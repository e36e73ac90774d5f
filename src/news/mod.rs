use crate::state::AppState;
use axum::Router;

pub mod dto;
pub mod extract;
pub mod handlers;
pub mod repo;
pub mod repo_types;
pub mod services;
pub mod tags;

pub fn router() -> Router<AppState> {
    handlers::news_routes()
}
****************
* **Work to complete**
Write out the data above once more, exactly as it reads.

* **Response area**
repository e36e73ac90774d5f
filename src/news/mod.rs
use crate::state::AppState;
use axum::Router;

pub mod dto;
pub mod extract;
pub mod handlers;
pub mod repo;
pub mod repo_types;
pub mod services;
pub mod tags;

pub fn router() -> Router<AppState> {
    handlers::news_routes()
}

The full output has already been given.